Stone's best work has always negotiated this path between serious literature and, for want of a better phrase, more exciting narrative pleasures. Dog Soldiers [Amazon.com; Amazon.co.uk], the 1974 novel that won the National Book Award and which many consider his masterpiece, was both a suspenseful melodrama and an incisive, terrifying account of Vietnam and America's counter-culture. The New York Times declared 1981's A Flag for Sunrise [Amazon.com; Amazon.co.uk] "a first-class thriller [that] catches the shifting currents of contemporary Latin American politics".

“At the end of the day, you are an entertainer,” Stone says, a little unexpectedly. “I don’t know whether it is trying to be loved or what, but one is an entertainer.”

Death of the Black-Haired Girl fuses two well-trodden genres. There is a campus narrative, inspired by Stone's own adventures teaching at Ivy League schools. "I savoured this as some kind of ironic revenge.

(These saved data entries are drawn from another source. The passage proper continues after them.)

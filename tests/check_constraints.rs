use trackline::utilities::check_constraints::{ViolationKind, check_constraints};
use trackline::utilities::errors::OptimizerError;
use trackline::utilities::evaluate_plan_line::OptimizerOptions;

mod helpers;
use helpers::{approx_eq, constant_series, series_from_values};

#[test]
fn reports_each_violation_with_excess() {
    let restored = constant_series(6, 0.25, 0.0);
    let plan = series_from_values(&[0.0, 55.0, -12.0, -10.0, 50.0, -3.0], 0.25);
    let report = check_constraints(&restored, &plan, &OptimizerOptions::default()).unwrap();

    assert!(!report.within_limits);
    assert_eq!(report.violations.len(), 2);
    assert_eq!(report.upward_violations, 1);
    assert_eq!(report.downward_violations, 1);

    let up = &report.violations[0];
    assert_eq!(up.index, 1);
    assert_eq!(up.kind, ViolationKind::Upward);
    assert_eq!(up.position, 0.25);
    assert_eq!(up.limit, 50.0);
    assert!(approx_eq(up.excess, 5.0, 1e-12));

    let down = &report.violations[1];
    assert_eq!(down.index, 2);
    assert_eq!(down.kind, ViolationKind::Downward);
    assert_eq!(down.movement, -12.0);
    assert!(approx_eq(down.excess, 2.0, 1e-12));

    assert!(approx_eq(report.max_excess, 5.0, 1e-12));
}

// exactly on the limit is allowed
#[test]
fn limits_are_inclusive() {
    let restored = constant_series(3, 0.25, 2.0);
    let plan = series_from_values(&[52.0, -8.0, 2.0], 0.25);
    let report = check_constraints(&restored, &plan, &OptimizerOptions::default()).unwrap();
    assert!(report.within_limits);
    assert_eq!(report.max_excess, 0.0);
}

#[test]
fn custom_limits_apply() {
    let restored = constant_series(4, 0.25, 0.0);
    let plan = series_from_values(&[6.0, -3.0, 1.0, -1.0], 0.25);
    let opts = OptimizerOptions {
        max_upward: Some(5.0),
        max_downward: Some(2.0),
        ..Default::default()
    };
    let report = check_constraints(&restored, &plan, &opts).unwrap();
    let idx: Vec<usize> = report.violations.iter().map(|v| v.index).collect();
    assert_eq!(idx, [0, 1]);
}

#[test]
fn invalid_limits_are_rejected() {
    let restored = constant_series(2, 0.25, 0.0);
    let opts = OptimizerOptions {
        max_upward: Some(f64::NAN),
        ..Default::default()
    };
    assert!(check_constraints(&restored, &restored, &opts).is_err());
}

#[test]
fn violations_serialize_in_camel_case() {
    let restored = constant_series(1, 0.25, 0.0);
    let plan = series_from_values(&[-20.0], 0.25);
    let report = check_constraints(&restored, &plan, &OptimizerOptions::default()).unwrap();
    let v = serde_json::to_value(&report).unwrap();
    assert_eq!(v["withinLimits"], false);
    assert_eq!(v["downwardViolations"], 1);
    assert_eq!(v["violations"][0]["kind"], "downward");
}

#[test]
fn non_finite_movement_is_rejected() {
    let restored = constant_series(4, 0.25, 0.0);
    let plan = series_from_values(&[1.0, f64::NAN, 60.0, 0.0], 0.25);
    assert_eq!(
        check_constraints(&restored, &plan, &OptimizerOptions::default()).unwrap_err(),
        OptimizerError::InvalidNumericValue {
            field: "plan value",
            index: 1
        }
    );
}
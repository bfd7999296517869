use serde::{Deserialize, Serialize};

use crate::utilities::errors::OptimizerError;
use crate::utilities::evaluate_plan_line::{OptimizerOptions, movement_at, validate_plan_inputs};
use crate::utilities::structs::{PlanPoint, SamplePoint};

#[derive(Clone, Copy, Debug, PartialEq, Eq, Serialize, Deserialize)]
#[serde(rename_all = "snake_case")]
pub enum ViolationKind {
    Upward,
    Downward,
}

#[derive(Clone, Copy, Debug, PartialEq, Serialize, Deserialize)]
#[serde(rename_all = "camelCase")]
pub struct ConstraintViolation {
    pub index: usize,
    pub position: f64,
    pub movement: f64,
    pub kind: ViolationKind,
    pub limit: f64,
    pub excess: f64,
}

#[derive(Clone, Debug, Default, PartialEq, Serialize, Deserialize)]
#[serde(rename_all = "camelCase")]
pub struct ConstraintReport {
    pub violations: Vec<ConstraintViolation>,
    pub upward_violations: usize,
    pub downward_violations: usize,
    pub max_excess: f64,
    pub within_limits: bool,
}

/// Lists every position whose movement leaves `[-maxDownward, maxUpward]`.
/// Reporting only; the optimizer never rejects on these.
pub fn check_constraints(
    restored: &[SamplePoint],
    plan: &[PlanPoint],
    options: &OptimizerOptions,
) -> Result<ConstraintReport, OptimizerError> {
    let params = options.resolve()?;
    validate_plan_inputs(restored, plan)?;
    let mut report = ConstraintReport::default();

    for i in 0..plan.len() {
        let m = movement_at(restored, plan, i);
        let (kind, limit, excess) = if m > params.max_upward {
            (ViolationKind::Upward, params.max_upward, m - params.max_upward)
        } else if m < 0.0 && -m > params.max_downward {
            (ViolationKind::Downward, params.max_downward, -m - params.max_downward)
        } else {
            continue;
        };
        match kind {
            ViolationKind::Upward => report.upward_violations += 1,
            ViolationKind::Downward => report.downward_violations += 1,
        }
        report.max_excess = report.max_excess.max(excess);
        report.violations.push(ConstraintViolation {
            index: i,
            position: plan[i].position,
            movement: m,
            kind,
            limit,
            excess,
        });
    }
    report.within_limits = report.violations.is_empty();
    Ok(report)
}
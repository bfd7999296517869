use std::sync::atomic::{AtomicBool, Ordering};
use std::time::{Duration, Instant};

use serde::{Deserialize, Serialize};

use crate::utilities::errors::OptimizerError;
use crate::utilities::evaluate_plan_line::{
    OptimizerOptions, OptimizerParameters, PlanLineStats, evaluate_plan_line, movements,
    reference_value, validate_plan_inputs,
};
use crate::utilities::structs::{PlanPoint, SamplePoint};
use crate::utilities::utilities::clipped_moving_average;

const ZERO_BAND: f64 = 0.3;
const AMPLIFY: f64 = 1.5;
const PLAN_HALF_WINDOW: usize = 5;
const LIFT_MARGIN: f64 = 0.1;

#[derive(Clone, Copy, Debug, Default, PartialEq, Serialize, Deserialize)]
#[serde(rename_all = "camelCase")]
pub struct OptimizationImprovement {
    pub upward_ratio: f64,
    pub score: f64,
}

#[derive(Clone, Copy, Debug, PartialEq, Serialize, Deserialize)]
#[serde(rename_all = "camelCase")]
pub struct IterationRecord {
    pub iteration: usize,
    pub upward_ratio: f64,
    pub score: f64,
    pub best_score: f64,
}

#[derive(Clone, Debug, Serialize, Deserialize)]
#[serde(rename_all = "camelCase")]
pub struct OptimizationResult {
    pub optimized_plan_line: Vec<PlanPoint>,
    pub initial_statistics: PlanLineStats,
    pub statistics: PlanLineStats,
    pub iterations: usize,
    pub converged: bool,
    pub cancelled: bool,
    pub improvement: OptimizationImprovement,
    pub history: Vec<IterationRecord>,
    pub parameters: OptimizerParameters,
}

pub fn optimize_plan_line(
    restored: &[SamplePoint],
    initial: &[PlanPoint],
    options: &OptimizerOptions,
) -> Result<OptimizationResult, OptimizerError> {
    let never = AtomicBool::new(false);
    optimize_plan_line_with_cancel(restored, initial, options, &never)
}

/// Same as [`optimize_plan_line`], but stops at the next iteration boundary
/// once `cancel` is set or `timeLimitMs` has elapsed. The best plan seen so far
/// is still returned.
pub fn optimize_plan_line_with_cancel(
    restored: &[SamplePoint],
    initial: &[PlanPoint],
    options: &OptimizerOptions,
    cancel: &AtomicBool,
) -> Result<OptimizationResult, OptimizerError> {
    let params = options.resolve()?;
    if initial.is_empty() {
        return Err(OptimizerError::EmptyPlanLine);
    }
    validate_plan_inputs(restored, initial)?;
    if restored.len() != initial.len() {
        tracing::warn!(
            restored = restored.len(),
            plan = initial.len(),
            "length mismatch, unmatched positions count as zero movement"
        );
    }

    let initial_stats = evaluate_plan_line(restored, initial, &params);
    let target = params.target_upward_ratio;
    if initial_stats.upward_ratio >= target {
        return Ok(OptimizationResult {
            optimized_plan_line: initial.to_vec(),
            initial_statistics: initial_stats,
            statistics: initial_stats,
            iterations: 0,
            converged: true,
            cancelled: false,
            improvement: OptimizationImprovement::default(),
            history: Vec::new(),
            parameters: params,
        });
    }

    let deadline = params
        .time_limit_ms
        .map(|ms| Instant::now() + Duration::from_millis(ms));
    let mut current = initial.to_vec();
    let mut best = current.clone();
    let mut best_stats = initial_stats;
    let mut history = Vec::new();
    let mut iterations = 0usize;
    let mut converged = false;
    let mut cancelled = false;

    while iterations < params.iteration_limit {
        if cancel.load(Ordering::Relaxed) || deadline.is_some_and(|d| Instant::now() >= d) {
            cancelled = true;
            break;
        }
        current = adjust_plan_line(restored, &current, &params);
        iterations += 1;

        let stats = evaluate_plan_line(restored, &current, &params);
        if stats.score > best_stats.score {
            best.clone_from(&current);
            best_stats = stats;
        }
        history.push(IterationRecord {
            iteration: iterations,
            upward_ratio: stats.upward_ratio,
            score: stats.score,
            best_score: best_stats.score,
        });
        tracing::debug!(
            iteration = iterations,
            ratio = stats.upward_ratio,
            score = stats.score,
            "plan line iteration"
        );

        // plateau is measured against the initial ratio, not the previous iteration
        if stats.upward_ratio >= target
            || (stats.upward_ratio - initial_stats.upward_ratio).abs() < params.convergence_threshold
        {
            converged = true;
            break;
        }
    }

    tracing::info!(
        iterations,
        converged,
        cancelled,
        initial_ratio = initial_stats.upward_ratio,
        final_ratio = best_stats.upward_ratio,
        "plan line optimization finished"
    );

    Ok(OptimizationResult {
        optimized_plan_line: best,
        initial_statistics: initial_stats,
        statistics: best_stats,
        iterations,
        converged,
        cancelled,
        improvement: OptimizationImprovement {
            upward_ratio: best_stats.upward_ratio - initial_stats.upward_ratio,
            score: best_stats.score - initial_stats.score,
        },
        history,
        parameters: params,
    })
}

/// Per-position movement rule: shrink lowering, amplify small lifts.
#[inline]
pub fn adjust_movement(m: f64, params: &OptimizerParameters) -> f64 {
    let max_down = params.max_downward;
    let max_up = params.max_upward;
    if m < 0.0 {
        let down = -m;
        if down > max_down {
            -max_down
        } else if down < ZERO_BAND * max_down {
            0.0
        } else {
            m * 0.5
        }
    } else if m > 0.0 && m < 0.5 * max_up {
        (m * AMPLIFY).min(max_up * params.target_upward_ratio)
    } else {
        m
    }
}

/// One optimizer step over the whole plan line.
pub fn adjust_plan_line(
    restored: &[SamplePoint],
    plan: &[PlanPoint],
    params: &OptimizerParameters,
) -> Vec<PlanPoint> {
    let n = plan.len();
    let prev = movements(restored, plan);
    let adjusted: Vec<f64> = prev.iter().map(|&m| adjust_movement(m, params)).collect();

    let mut candidate = vec![0.0f64; n];
    for i in 0..n {
        let m = if i == 0 || i + 1 == n {
            adjusted[i]
        } else {
            0.25 * prev[i - 1] + 0.5 * adjusted[i] + 0.25 * prev[i + 1]
        };
        candidate[i] = reference_value(restored, plan, i) + m;
    }

    let mut values = clipped_moving_average(&candidate, PLAN_HALF_WINDOW);
    if params.lift_to_target {
        let refs: Vec<f64> = (0..n).map(|i| reference_value(restored, plan, i)).collect();
        lift_toward_target(&mut values, &refs, params);
    }

    plan.iter()
        .zip(values)
        .map(|(p, v)| PlanPoint::new(p.position, v))
        .collect()
}

/// Raises the plan uniformly so that `ceil(target·n)` positions lift, without
/// pushing any position past `max_upward`.
fn lift_toward_target(values: &mut [f64], refs: &[f64], params: &OptimizerParameters) {
    let n = values.len();
    if n == 0 {
        return;
    }
    let mut moves: Vec<f64> = values.iter().zip(refs).map(|(v, r)| v - r).collect();
    let highest = moves.iter().copied().fold(f64::NEG_INFINITY, f64::max);
    moves.sort_by(|a, b| b.partial_cmp(a).unwrap_or(std::cmp::Ordering::Equal));

    let need = ((params.target_upward_ratio * n as f64 - 1e-9).ceil() as usize).clamp(1, n);
    let kth = moves[need - 1];
    if kth > 0.0 {
        return;
    }
    let offset = (LIFT_MARGIN - kth).min(params.max_upward - highest);
    if offset > 0.0 {
        tracing::debug!(offset, "lifting plan line toward target ratio");
        for v in values.iter_mut() {
            *v += offset;
        }
    }
}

My own formal education was very limited. I really got into the academic milieu through what I had written." His heroine is the brilliant, beautiful but unstable Maud Stack, who is embroiled in a passionate, doomed affair with her professor, Steven Brookman. "Maud is a very ambiguous character. She isn't honest. She isn't diligent. She is self-indulgent and vain. I love her dearly. She has a great deal to learn, had she but time to learn it."

The daughter of a tough Brooklyn cop, Maud is the novel’s centre and its victim. The question of a perpetrator is far trickier. “There are a lot of people letting other people down, people failing each other. There are also people coming through for each other, or trying to.” Chief among these is Brookman himself, who betrays Maud, his pregnant wife, his young daughter and his colleagues. “The deeper I went into Brookman, the more of a rat he seemed. He isn’t loveable. He is selfish. He is cold. He is my point-of-view character, and I am stuck with him. [Brookman] is as deeply lost as anybody in the book, and God knows everybody in the book is lost in space.”

The novel’s second half teases with suspects. Was Maud’s death a tragic accident or a tragic murder? Hoping to impress Brookman, she had written an inflammatory article for the student newspaper mocking religious zealots protesting against an abortion clinic, inspiring a torrent of threats.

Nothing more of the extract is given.